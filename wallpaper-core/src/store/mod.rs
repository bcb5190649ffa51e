//! Image set store.
//!
//! The wallpaper catalogue lives in a single set under one well-known key.
//! Readers only need four operations (exists, cardinality, members, random
//! members); ingestion jobs additionally insert members.
//!
//! - [`RedisImageStore`] - remote Redis set, one scoped connection per call
//! - [`MemoryImageStore`] - in-process set for tests and local development

pub mod error;
mod memory;
mod redis;

pub use error::StoreError;
pub use memory::MemoryImageStore;
pub use self::redis::RedisImageStore;

use std::time::Duration;

use async_trait::async_trait;

/// Default key of the image set.
pub const DEFAULT_SET_KEY: &str = "bing_images";

/// Default per-operation timeout.
pub const DEFAULT_TIMEOUT: Duration = Duration::from_secs(5);

/// Upper bound for the per-operation timeout.
pub const MAX_TIMEOUT: Duration = Duration::from_secs(10);

/// Read access to the image set.
///
/// Implementations must be thread-safe (`Send + Sync`). Every call is an
/// independent snapshot of the set.
#[async_trait]
pub trait ImageStore: Send + Sync {
    /// Check that the store answers at all.
    async fn ping(&self) -> Result<(), StoreError>;

    /// Whether the set key exists.
    async fn exists(&self) -> Result<bool, StoreError>;

    /// Number of members in the set (0 when the key is missing).
    async fn cardinality(&self) -> Result<usize, StoreError>;

    /// All members, in the store's native (unspecified) order.
    async fn members(&self) -> Result<Vec<String>, StoreError>;

    /// Up to `count` distinct random members.
    async fn random_members(&self, count: usize) -> Result<Vec<String>, StoreError>;

    /// Key of the set this store reads.
    fn set_key(&self) -> &str;
}

/// Write access to the image set, used by ingestion jobs only.
#[async_trait]
pub trait ImageSetWriter: Send + Sync {
    /// Insert one record. Returns `true` when it was not present before.
    async fn add(&self, record: &str) -> Result<bool, StoreError>;

    /// Insert many records in one round trip. Returns how many were new.
    async fn add_batch(&self, records: &[String]) -> Result<usize, StoreError>;
}

/// Connection parameters for the Redis set store.
#[derive(Clone)]
pub struct StoreConfig {
    /// Redis host name
    pub host: String,
    /// Redis port (default: 6379)
    pub port: u16,
    /// Optional password
    pub password: Option<String>,
    /// Connect over TLS (default: true)
    pub tls: bool,
    /// Key of the image set (default: `bing_images`)
    pub set_key: String,
    /// Bound on connect and on every command (default: 5s, max 10s)
    pub timeout: Duration,
}

impl std::fmt::Debug for StoreConfig {
    fn fmt(&self, f: &mut std::fmt::Formatter<'_>) -> std::fmt::Result {
        f.debug_struct("StoreConfig")
            .field("host", &self.host)
            .field("port", &self.port)
            .field("password", &self.password.as_ref().map(|_| "[REDACTED]"))
            .field("tls", &self.tls)
            .field("set_key", &self.set_key)
            .field("timeout", &self.timeout)
            .finish()
    }
}

impl StoreConfig {
    /// Create a configuration for `host` with default settings.
    pub fn new(host: impl Into<String>) -> Self {
        Self {
            host: host.into(),
            port: 6379,
            password: None,
            tls: true,
            set_key: DEFAULT_SET_KEY.to_string(),
            timeout: DEFAULT_TIMEOUT,
        }
    }

    /// Load configuration from environment variables.
    ///
    /// Required: `REDIS_HOST`
    /// Optional: `REDIS_PORT`, `REDIS_PASSWORD` (or `PASSWORD`), `REDIS_SSL`,
    /// `REDIS_SET_NAME`, `REDIS_TIMEOUT_SECS`
    pub fn from_env() -> Result<Self, StoreError> {
        Self::from_lookup(|name| std::env::var(name).ok())
    }

    /// Build a configuration from an arbitrary variable lookup.
    pub fn from_lookup<F>(lookup: F) -> Result<Self, StoreError>
    where
        F: Fn(&str) -> Option<String>,
    {
        let host = lookup("REDIS_HOST")
            .map(|h| h.trim().to_string())
            .filter(|h| !h.is_empty())
            .ok_or_else(|| StoreError::Config("REDIS_HOST environment variable not set".into()))?;

        let port = match lookup("REDIS_PORT") {
            Some(p) => p
                .trim()
                .parse()
                .map_err(|_| StoreError::Config(format!("REDIS_PORT is not a valid port: {p}")))?,
            None => 6379,
        };

        let password = lookup("REDIS_PASSWORD")
            .or_else(|| lookup("PASSWORD"))
            .filter(|p| !p.is_empty());

        let tls = lookup("REDIS_SSL")
            .map(|v| v.to_lowercase() != "false")
            .unwrap_or(true);

        let set_key = lookup("REDIS_SET_NAME")
            .filter(|k| !k.is_empty())
            .unwrap_or_else(|| DEFAULT_SET_KEY.to_string());

        let timeout = lookup("REDIS_TIMEOUT_SECS")
            .and_then(|v| v.parse::<u64>().ok())
            .map(Duration::from_secs)
            .unwrap_or(DEFAULT_TIMEOUT)
            .clamp(Duration::from_secs(1), MAX_TIMEOUT);

        Ok(Self {
            host,
            port,
            password,
            tls,
            set_key,
            timeout,
        })
    }

    /// Connection URL understood by the Redis client (`redis://` or `rediss://`).
    pub fn connection_url(&self) -> Result<String, StoreError> {
        let scheme = if self.tls { "rediss" } else { "redis" };
        let mut url = ::url::Url::parse(&format!("{scheme}://localhost/"))
            .map_err(|e| StoreError::Config(e.to_string()))?;
        url.set_host(Some(&self.host))
            .map_err(|e| StoreError::Config(format!("Invalid REDIS_HOST '{}': {e}", self.host)))?;
        url.set_port(Some(self.port))
            .map_err(|_| StoreError::Config("Cannot set port on Redis URL".into()))?;
        if let Some(password) = &self.password {
            url.set_username("default")
                .map_err(|_| StoreError::Config("Cannot set username on Redis URL".into()))?;
            url.set_password(Some(password))
                .map_err(|_| StoreError::Config("Cannot set password on Redis URL".into()))?;
        }
        Ok(url.to_string())
    }
}
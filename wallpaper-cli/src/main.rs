//! Wallpaper CLI - jobs that feed and maintain the wallpaper image set.

use std::path::PathBuf;

use clap::{Parser, Subcommand};
use colored::Colorize;
use tracing_subscriber::EnvFilter;

mod commands;
mod exit_codes;

use exit_codes::ExitCode;

const EXIT_CODES_HELP: &str = "\
Exit codes:
  0   Success
  1   General error
  64  Usage error (invalid arguments)
  65  Data error (unparsable input)
  66  Input file or directory missing
  69  Service unavailable (image store, database, feed)
  74  I/O error
  78  Configuration error";

#[derive(Parser)]
#[command(name = "wallpaper")]
#[command(author, version, about = "Daily wallpaper image set tooling", long_about = None)]
#[command(after_help = EXIT_CODES_HELP)]
struct Cli {
    /// Verbose logging (debug level)
    #[arg(short, long, global = true)]
    verbose: bool,

    #[command(subcommand)]
    command: Commands,
}

#[derive(Subcommand)]
enum Commands {
    /// Insert the images of `<RUN_TYPE>_temp.json` into the image set
    Ingest {
        /// Feed name, e.g. zh-CN
        #[arg(value_name = "RUN_TYPE")]
        run_type: String,

        /// Directory holding the feed files
        #[arg(long, default_value = "data")]
        data_dir: PathBuf,
    },

    /// Download the daily feed and insert its images into the image set
    Fetch {
        /// Market to download, e.g. zh-CN or en-US
        #[arg(short, long, default_value = "zh-CN")]
        market: String,

        /// Number of days to request (1-8)
        #[arg(short, long, default_value_t = 8)]
        count: u32,
    },

    /// Copy one PostgreSQL column into the image set
    Migrate,

    /// Print the effective configuration and test both connections
    Check,

    /// Remove archived records and files dated before a cutoff day
    Prune {
        /// Cutoff day, YYYY-MM-DD; earlier records and files are removed
        #[arg(value_name = "DATE")]
        date: String,

        /// Root of the archive tree
        #[arg(value_name = "DATA_DIR", default_value = "data")]
        data_dir: PathBuf,

        /// Do not copy files before changing them
        #[arg(long)]
        no_backup: bool,

        /// Where backups are written
        #[arg(long, default_value = "bak")]
        backup_dir: PathBuf,

        /// Skip the confirmation prompt
        #[arg(short, long)]
        yes: bool,
    },

    /// Regenerate the README gallery from the aggregate archives
    Readme {
        /// Directory holding zh-CN_all.json and en-US_all.json
        #[arg(long, default_value = "data")]
        data_dir: PathBuf,

        /// File to write
        #[arg(short, long, default_value = "README.md")]
        output: PathBuf,
    },
}

fn init_tracing(verbose: bool) {
    let default = if verbose {
        "info,wallpaper=debug,wallpaper_core=debug"
    } else {
        "warn"
    };
    let filter = EnvFilter::try_from_default_env().unwrap_or_else(|_| EnvFilter::new(default));
    tracing_subscriber::fmt()
        .with_env_filter(filter)
        .with_writer(std::io::stderr)
        .with_target(false)
        .init();
}

async fn run(command: Commands) -> anyhow::Result<()> {
    match command {
        Commands::Ingest { run_type, data_dir } => {
            commands::ingest::execute(&run_type, &data_dir).await
        }
        Commands::Fetch { market, count } => commands::fetch::execute(&market, count).await,
        Commands::Migrate => commands::migrate::execute().await,
        Commands::Check => commands::check::execute().await,
        Commands::Prune {
            date,
            data_dir,
            no_backup,
            backup_dir,
            yes,
        } => {
            let backup_dir = (!no_backup).then_some(backup_dir);
            commands::prune::execute(&date, data_dir, backup_dir, yes)
        }
        Commands::Readme { data_dir, output } => commands::readme::execute(&data_dir, &output),
    }
}

#[tokio::main]
async fn main() {
    // A missing .env file is fine
    let _ = dotenvy::dotenv();

    let cli = Cli::parse();
    init_tracing(cli.verbose);

    let exit = match run(cli.command).await {
        Ok(()) => ExitCode::success(),
        Err(err) => ExitCode::from_anyhow(&err),
    };

    if let Some(message) = &exit.message {
        eprintln!("{} {}", "Error:".red().bold(), message);
    }
    std::process::exit(exit.code);
}
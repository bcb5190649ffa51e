//! Markdown gallery generated from the two aggregate archives.

use std::fmt::Write as _;
use std::path::Path;

use serde::Deserialize;

use crate::archive::ArchiveError;
use crate::feed::ArchiveImage;

const BING_ORIGIN: &str = "https://www.bing.com";
const THUMBNAIL_QUERY: &str = "&pid=hp&w=384&h=216&rs=1&c=4";

#[derive(Debug, Deserialize)]
struct AggregateArchive {
    #[serde(default)]
    data: Vec<ArchiveImage>,
}

/// Load the `data` records of a `*_all.json` archive.
pub fn load_all_archive(path: &Path) -> Result<Vec<ArchiveImage>, ArchiveError> {
    let bytes = std::fs::read(path).map_err(|e| ArchiveError::io(path, e))?;
    let archive: AggregateArchive =
        serde_json::from_slice(&bytes).map_err(|e| ArchiveError::Json {
            path: path.to_path_buf(),
            reason: e.to_string(),
        })?;
    Ok(archive.data)
}

fn uhd_url(image: &ArchiveImage) -> String {
    format!("{BING_ORIGIN}{}_UHD.jpg", image.urlbase)
}

/// `YYYYMMDD` to `YYYY-MM-DD`; anything shorter is returned unchanged.
fn format_day(raw: &str) -> String {
    match (raw.get(0..4), raw.get(4..6), raw.get(6..8)) {
        (Some(y), Some(m), Some(d)) => format!("{y}-{m}-{d}"),
        _ => raw.to_string(),
    }
}

fn cell(image: &ArchiveImage) -> String {
    let day = format_day(&image.enddate);
    let full = uhd_url(image);
    format!("![{day}]({full}{THUMBNAIL_QUERY}) {day} [download 4k]({full})")
}

/// Render the README for the two markets.
///
/// `generated_at` is written into an HTML comment so regenerated files differ.
pub fn render_readme(zh: &[ArchiveImage], en: &[ArchiveImage], generated_at: &str) -> String {
    let mut out = String::new();
    out.push_str("# Bing Wallpaper\n");
    let _ = writeln!(out, "<!--{generated_at}-->");

    if let Some(head) = zh.first() {
        let head_img = uhd_url(head);
        let _ = writeln!(
            out,
            "![{title}]({img}&w=1920) Today: [{title}]({img})",
            title = head.title,
            img = head_img
        );
    }

    out.push_str("\n|  Chinese – China   |   English – United States   |\n");
    out.push_str("| :----: | :----: |\n");

    for (zh_day, en_day) in zh.iter().zip(en.iter()) {
        let _ = writeln!(out, "| {}| {}|", cell(zh_day), cell(en_day));
    }

    out.push_str("-------------------\n");
    out
}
==========
__Brief__.
In the records above, the line with "Ok(url.to_string())" marks the start and the line with "#[derive(Parser)]" marks the end; copy that stretch exactly, both lines included, and nothing else.

__Reply to the task__.
        Ok(url.to_string())
    }
}
filename wallpaper-cli/src/main.rs
//! Wallpaper CLI - jobs that feed and maintain the wallpaper image set.

use std::path::PathBuf;

use clap::{Parser, Subcommand};
use colored::Colorize;
use tracing_subscriber::EnvFilter;

mod commands;
mod exit_codes;

use exit_codes::ExitCode;

const EXIT_CODES_HELP: &str = "\
Exit codes:
  0   Success
  1   General error
  64  Usage error (invalid arguments)
  65  Data error (unparsable input)
  66  Input file or directory missing
  69  Service unavailable (image store, database, feed)
  74  I/O error
  78  Configuration error";

#[derive(Parser)]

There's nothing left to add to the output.